AIM OF THE EXERCISE: Exactly reproduce the lines from the top of the entries below through the line containing "pub use details::validate_details;", with both ends included.

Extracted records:

//! Per-step validation of the wizard state.
//!
//! Validation never raises: every entry point returns a
//! [`ValidationErrors`] report whose shape mirrors the editable fields of a
//! plan. A present message is a visible violation; an absent one means the
//! field is valid. Calling a validator twice on the same state yields the
//! same report.
//!
//! The two gates are [`validate_details`] (leaving the Details step) and
//! [`validate_checkpoints`] (leaving the Checkpoints step).
//! [`validate_plan`] runs both and is used on save.

mod checkpoints;
mod details;

use serde::{Deserialize, Serialize};

pub use checkpoints::validate_checkpoints;
pub use details::validate_details;

use crate::models::PlanDraft;

/// Inclusive character-count band for a text field, measured after trimming.
#[derive(Debug, Clone, Copy, PartialEq, Eq)]
pub struct LengthBand {
    pub min: usize,
    pub max: usize,
}

impl LengthBand {
    pub const fn new(min: usize, max: usize) -> Self {
        Self { min, max }
    }

    pub fn contains(&self, text: &str) -> bool {
        let len = text.trim().chars().count();
        len >= self.min && len <= self.max
    }

    fn message(&self) -> String {
        format!("Must be between {} and {} characters.", self.min, self.max)
    }
}

/// The canonical bounds applied by every validator.
pub mod bounds {
    use super::LengthBand;

    pub const NAME: LengthBand = LengthBand::new(3, 50);
    pub const DESCRIPTION: LengthBand = LengthBand::new(10, 500);
    pub const BENEFITS: LengthBand = LengthBand::new(10, 1000);
    pub const SELLING_POINTS: LengthBand = LengthBand::new(10, 1000);
    pub const CATEGORY: LengthBand = LengthBand::new(5, 100);
    pub const CRITERIA: LengthBand = LengthBand::new(20, 300);
    /// Largest accepted duration magnitude
    pub const MAX_DURATION: u32 = 999;
}

/// Check a required text field against its band.
///
/// Returns the message to show, or `None` when the value is acceptable.
fn check_text(value: &str, band: LengthBand, required: &str) -> Option<String> {
    if value.trim().is_empty() {
        Some(required.to_string())
    } else if !band.contains(value) {
        Some(band.message())
    } else {
        None
    }
}

/// Field errors of the package details section.
#[derive(Debug, Clone, Default, PartialEq, Eq, Serialize, Deserialize)]
#[serde(rename_all = "camelCase")]
pub struct PackageDetailsErrors {
    #[serde(default, skip_serializing_if = "Option::is_none")]
    pub target_market: Option<String>,
    #[serde(default, skip_serializing_if = "Option::is_none")]
    pub price: Option<String>,
    #[serde(default, skip_serializing_if = "Option::is_none")]
    pub duration: Option<String>,
    #[serde(default, skip_serializing_if = "Option::is_none")]
    pub benefits: Option<String>,
    #[serde(default, skip_serializing_if = "Option::is_none")]
    pub selling_points: Option<String>,
}

impl PackageDetailsErrors {
    pub fn is_empty(&self) -> bool {
        self.entries().next().is_none()
    }

    /// `(field, message)` pairs in form order.
    pub fn entries(&self) -> impl Iterator<Item = (&'static str, &str)> {
        [
            ("targetMarket", &self.target_market),
            ("price", &self.price),
            ("duration", &self.duration),
            ("benefits", &self.benefits),
            ("sellingPoints", &self.selling_points),
        ]
        .into_iter()
        .filter_map(|(field, message)| message.as_deref().map(|m| (field, m)))
    }
}

/// Field errors of one checkpoint.
#[derive(Debug, Clone, Default, PartialEq, Eq, Serialize, Deserialize)]
#[serde(rename_all = "camelCase")]
pub struct CheckpointErrors {
    #[serde(default, skip_serializing_if = "Option::is_none")]
    pub category: Option<String>,
    #[serde(default, skip_serializing_if = "Option::is_none")]
    pub very_good: Option<String>,
    #[serde(default, skip_serializing_if = "Option::is_none")]
    pub good: Option<String>,
    #[serde(default, skip_serializing_if = "Option::is_none")]
    pub bad: Option<String>,
    #[serde(default, skip_serializing_if = "Option::is_none")]
    pub very_bad: Option<String>,
}

impl CheckpointErrors {
    pub fn is_empty(&self) -> bool {
        self.len() == 0
    }

    /// Number of failing fields.
    pub fn len(&self) -> usize {
        self.entries().count()
    }

    /// `(field, message)` pairs in form order.
    pub fn entries(&self) -> impl Iterator<Item = (&'static str, &str)> {
        [
            ("category", &self.category),
            ("veryGood", &self.very_good),
            ("good", &self.good),
            ("bad", &self.bad),
            ("veryBad", &self.very_bad),
        ]
        .into_iter()
        .filter_map(|(field, message)| message.as_deref().map(|m| (field, m)))
    }
}

/// Structured validation report mirroring the plan's editable fields.
#[derive(Debug, Clone, Default, PartialEq, Eq, Serialize, Deserialize)]
#[serde(rename_all = "camelCase")]
pub struct ValidationErrors {
    #[serde(default, skip_serializing_if = "Option::is_none")]
    pub name: Option<String>,
    #[serde(default, skip_serializing_if = "Option::is_none")]
    pub description: Option<String>,
    #[serde(default, skip_serializing_if = "Option::is_none")]
    pub package_details: Option<PackageDetailsErrors>,
    /// Per-checkpoint errors as `(checkpoint ID, errors)`, in rubric order
    #[serde(default, skip_serializing_if = "Vec::is_empty")]
    pub checkpoints: Vec<(String, CheckpointErrors)>,
    /// Collection-level failure
    #[serde(default, skip_serializing_if = "Option::is_none")]
    pub checkpoints_error: Option<String>,
}

impl ValidationErrors {
    pub fn is_empty(&self) -> bool {
        !self.has_detail_errors() && !self.has_checkpoint_errors()
    }

    /// Whether anything on the Details step failed.
    pub fn has_detail_errors(&self) -> bool {
        self.name.is_some() || self.description.is_some() || self.package_details.is_some()
    }

    /// Whether anything on the Checkpoints step failed.
    pub fn has_checkpoint_errors(&self) -> bool {
        !self.checkpoints.is_empty() || self.checkpoints_error.is_some()
    }

    /// Errors reported for one checkpoint.
    pub fn for_checkpoint(&self, id: &str) -> Option<&CheckpointErrors> {
        self.checkpoints
            .iter()
            .find(|(cp_id, _)| cp_id == id)
            .map(|(_, errors)| errors)
    }

    /// Fold another report into this one; fields set in `other` win.
    pub fn merge(&mut self, other: ValidationErrors) {
        if other.name.is_some() {
            self.name = other.name;
        }
        if other.description.is_some() {
            self.description = other.description;
        }
        if other.package_details.is_some() {
            self.package_details = other.package_details;
        }
        if !other.checkpoints.is_empty() {
            self.checkpoints = other.checkpoints;
        }
        if other.checkpoints_error.is_some() {
            self.checkpoints_error = other.checkpoints_error;
        }
    }
}

/// Run every gate; used when saving.
pub fn validate_plan(draft: &PlanDraft) -> ValidationErrors {
    let mut errors = validate_details(draft);
    errors.merge(validate_checkpoints(draft));
    errors
}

COMPLETED EXERCISE:
//! Per-step validation of the wizard state.
//!
//! Validation never raises: every entry point returns a
//! [`ValidationErrors`] report whose shape mirrors the editable fields of a
//! plan. A present message is a visible violation; an absent one means the
//! field is valid. Calling a validator twice on the same state yields the
//! same report.
//!
//! The two gates are [`validate_details`] (leaving the Details step) and
//! [`validate_checkpoints`] (leaving the Checkpoints step).
//! [`validate_plan`] runs both and is used on save.

mod checkpoints;
mod details;

use serde::{Deserialize, Serialize};

pub use checkpoints::validate_checkpoints;
pub use details::validate_details;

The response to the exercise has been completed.